AIM OF THE TASK:
The lines below starting at the line containing "pub const LOCK_FILE: &str" and ending at the line containing "start.display()" are to be repeated exactly, with both ends kept and nothing else added.
____ PROVIDED INFORMATION
use crate::areas::METADATA_DIR;
use crate::areas::commit_graph::{CommitCache, CommitGraph};
use crate::areas::config::{Remotes, Settings};
use crate::areas::database::Database;
use crate::areas::identity::{EnvIdentity, IdentityProvider};
use crate::areas::index::Index;
use crate::areas::lock::RepositoryLock;
use crate::areas::refs::Refs;
use crate::areas::workspace::Workspace;
use crate::artifacts::objects::commit::Author;
use crate::errors::{Error, IoContext, Result};
use std::cell::{RefCell, RefMut};
use std::io::Write;
use std::path::{Path, PathBuf};

pub const OBJECTS_DIR: &str = "objects";
pub const CONFIG_DIR: &str = "config";
pub const INDEX_FILE: &str = "index";
pub const LOCK_FILE: &str = "lock";

pub struct Repository {
    path: Box<Path>,
    metadata_path: Box<Path>,
    writer: RefCell<Box<dyn Write>>,
    index: RefCell<Index>,
    database: Database,
    workspace: Workspace,
    refs: Refs,
    settings: Settings,
    commit_cache: CommitCache,
    identity: Option<Box<dyn IdentityProvider>>,
}

impl Repository {
    /// Build a handle over `path` without checking that a repository exists there
    ///
    /// Used by `init`; everything else goes through [`Repository::open`].
    pub fn new(path: &Path, writer: Box<dyn Write>) -> Result<Self> {
        if !path.exists() {
            std::fs::create_dir_all(path).io_path_context("unable to create directory", path)?;
        }
        let path = path
            .canonicalize()
            .io_path_context("unable to resolve path", path)?;
        let metadata_path = path.join(METADATA_DIR);
        let settings = Settings::load(&metadata_path.join(CONFIG_DIR))?;

        Ok(Self::assemble(path, metadata_path, writer, settings))
    }

    /// Open the repository whose working tree contains `path`
    ///
    /// Walks up from `path` until a directory holding the metadata directory is found.
    pub fn open(path: &Path, writer: Box<dyn Write>) -> Result<Self> {
        let start = path
            .canonicalize()
            .io_path_context("unable to resolve path", path)?;

        let root = start
            .ancestors()
            .find(|candidate| candidate.join(METADATA_DIR).join("HEAD").is_file())
            .ok_or_else(|| {
                Error::InvalidRepository(format!(
                    "no {METADATA_DIR} directory in {} or any parent",
                    start.display()
                ))
            })?;

        Self::new(root, writer)
    }

    fn assemble(
        path: PathBuf,
        metadata_path: PathBuf,
        writer: Box<dyn Write>,
        settings: Settings,
    ) -> Self {
        let index = Index::new(metadata_path.join(INDEX_FILE).into_boxed_path());
        let database = Database::new(
            metadata_path.join(OBJECTS_DIR).into_boxed_path(),
            settings.core.hash.hasher(),
        );
        let workspace = Workspace::new(path.clone().into_boxed_path(), settings.core.ignore.clone());
        let refs = Refs::new(metadata_path.clone().into_boxed_path());

        Repository {
            path: path.into_boxed_path(),
            metadata_path: metadata_path.into_boxed_path(),
            writer: RefCell::new(writer),
            index: RefCell::new(index),
            database,
            workspace,
            refs,
            settings,
            commit_cache: CommitCache::default(),
            identity: None,
        }
    }

    /// Replace the settings and rebuild the parts that depend on them
    pub(crate) fn apply_settings(&mut self, settings: Settings) {
        self.database = Database::new(
            self.metadata_path.join(OBJECTS_DIR).into_boxed_path(),
            settings.core.hash.hasher(),
        );
        self.workspace = Workspace::new(self.path.clone(), settings.core.ignore.clone());
        self.settings = settings;
    }

    /// Use a different author source for new commits
    pub fn with_identity(mut self, identity: Box<dyn IdentityProvider>) -> Self {
        self.identity = Some(identity);
        self
    }

    pub fn path(&self) -> &Path {
        &self.path
    }

    pub fn metadata_path(&self) -> &Path {
        &self.metadata_path
    }

    pub fn config_path(&self) -> PathBuf {
        self.metadata_path.join(CONFIG_DIR)
    }

    pub fn writer(&'_ self) -> RefMut<'_, Box<dyn Write>> {
        self.writer.borrow_mut()
    }

    /// Write one line of command output
    pub(crate) fn print(&self, line: impl std::fmt::Display) -> Result<()> {
        writeln!(self.writer(), "{line}").io_context(|| "unable to write output")
    }

    pub fn index(&'_ self) -> RefMut<'_, Index> {
        self.index.borrow_mut()
    }

    pub fn database(&self) -> &Database {
        &self.database
    }

    pub fn workspace(&self) -> &Workspace {
        &self.workspace
    }

    pub fn refs(&self) -> &Refs {
        &self.refs
    }

    pub fn settings(&self) -> &Settings {
        &self.settings
    }

    /// Author for a new commit: the injected identity, else environment and settings
    pub fn author(&self) -> Result<Author> {
        match &self.identity {
            Some(identity) => identity.author(),
            None => EnvIdentity::new(self.settings.user.clone()).author(),
        }
    }

    pub fn commit_graph(&'_ self) -> CommitGraph<'_> {
        CommitGraph::new(&self.database, &self.refs, &self.commit_cache)
    }

    pub fn remotes(&self) -> Result<Remotes> {
        Remotes::load(&self.config_path())
    }

    /// Take the exclusive repository lock; released when the guard drops
    pub fn lock(&self) -> Result<RepositoryLock> {
        RepositoryLock::acquire(&self.metadata_path.join(LOCK_FILE))
    }

    /// Reload the index from disk and rescan the working tree against HEAD
    pub fn refresh_index(&'_ self) -> Result<RefMut<'_, Index>> {
        let head = self.commit_graph().head_file_table()?;

        let mut index = self.index();
        index.rehydrate()?;
        index.update_status(&self.workspace, &self.database, &head)?;

        Ok(index)
    }

    /// Repository-relative form of a user-supplied path
    ///
    /// Relative paths are taken relative to the working-tree root. The result
    /// never escapes the working tree.
    pub fn relative_path(&self, path: &Path) -> Result<PathBuf> {
        let absolute = if path.is_absolute() {
            path.to_path_buf()
        } else {
            self.path.join(path)
        };

        let mut normalized = PathBuf::new();
        for component in absolute.components() {
            match component {
                std::path::Component::ParentDir => {
                    normalized.pop();
                }
                std::path::Component::CurDir => {}
                other => normalized.push(other),
            }
        }

        // the working-tree root is canonical, so resolve symlinks on the
        // longest existing prefix as well
        let resolved = normalized
            .ancestors()
            .find_map(|ancestor| {
                let canonical = ancestor.canonicalize().ok()?;
                let rest = normalized.strip_prefix(ancestor).ok()?;
                Some(canonical.join(rest))
            })
            .unwrap_or_else(|| normalized.clone());

        match resolved.strip_prefix(&self.path) {
            Ok(relative) if relative.as_os_str().is_empty() => Err(Error::InvalidState(format!(
                "{} is the repository root, not a file",
                path.display()
            ))),
            Ok(relative) => Ok(relative.to_path_buf()),
            Err(_) => Err(Error::InvalidState(format!(
                "{} is outside of the repository at {}",
                path.display(),
                self.path.display()
            ))),
        }
    }
}

impl std::fmt::Debug for Repository {
    fn fmt(&self, f: &mut std::fmt::Formatter<'_>) -> std::fmt::Result {
        f.debug_struct("Repository")
            .field("path", &self.path)
            .field("settings", &self.settings)
            .finish_non_exhaustive()
    }
}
________
REPLY TO THE TASK:
pub const LOCK_FILE: &str = "lock";

pub struct Repository {
    path: Box<Path>,
    metadata_path: Box<Path>,
    writer: RefCell<Box<dyn Write>>,
    index: RefCell<Index>,
    database: Database,
    workspace: Workspace,
    refs: Refs,
    settings: Settings,
    commit_cache: CommitCache,
    identity: Option<Box<dyn IdentityProvider>>,
}

impl Repository {
    /// Build a handle over `path` without checking that a repository exists there
    ///
    /// Used by `init`; everything else goes through [`Repository::open`].
    pub fn new(path: &Path, writer: Box<dyn Write>) -> Result<Self> {
        if !path.exists() {
            std::fs::create_dir_all(path).io_path_context("unable to create directory", path)?;
        }
        let path = path
            .canonicalize()
            .io_path_context("unable to resolve path", path)?;
        let metadata_path = path.join(METADATA_DIR);
        let settings = Settings::load(&metadata_path.join(CONFIG_DIR))?;

        Ok(Self::assemble(path, metadata_path, writer, settings))
    }

    /// Open the repository whose working tree contains `path`
    ///
    /// Walks up from `path` until a directory holding the metadata directory is found.
    pub fn open(path: &Path, writer: Box<dyn Write>) -> Result<Self> {
        let start = path
            .canonicalize()
            .io_path_context("unable to resolve path", path)?;

        let root = start
            .ancestors()
            .find(|candidate| candidate.join(METADATA_DIR).join("HEAD").is_file())
            .ok_or_else(|| {
                Error::InvalidRepository(format!(
                    "no {METADATA_DIR} directory in {} or any parent",
                    start.display()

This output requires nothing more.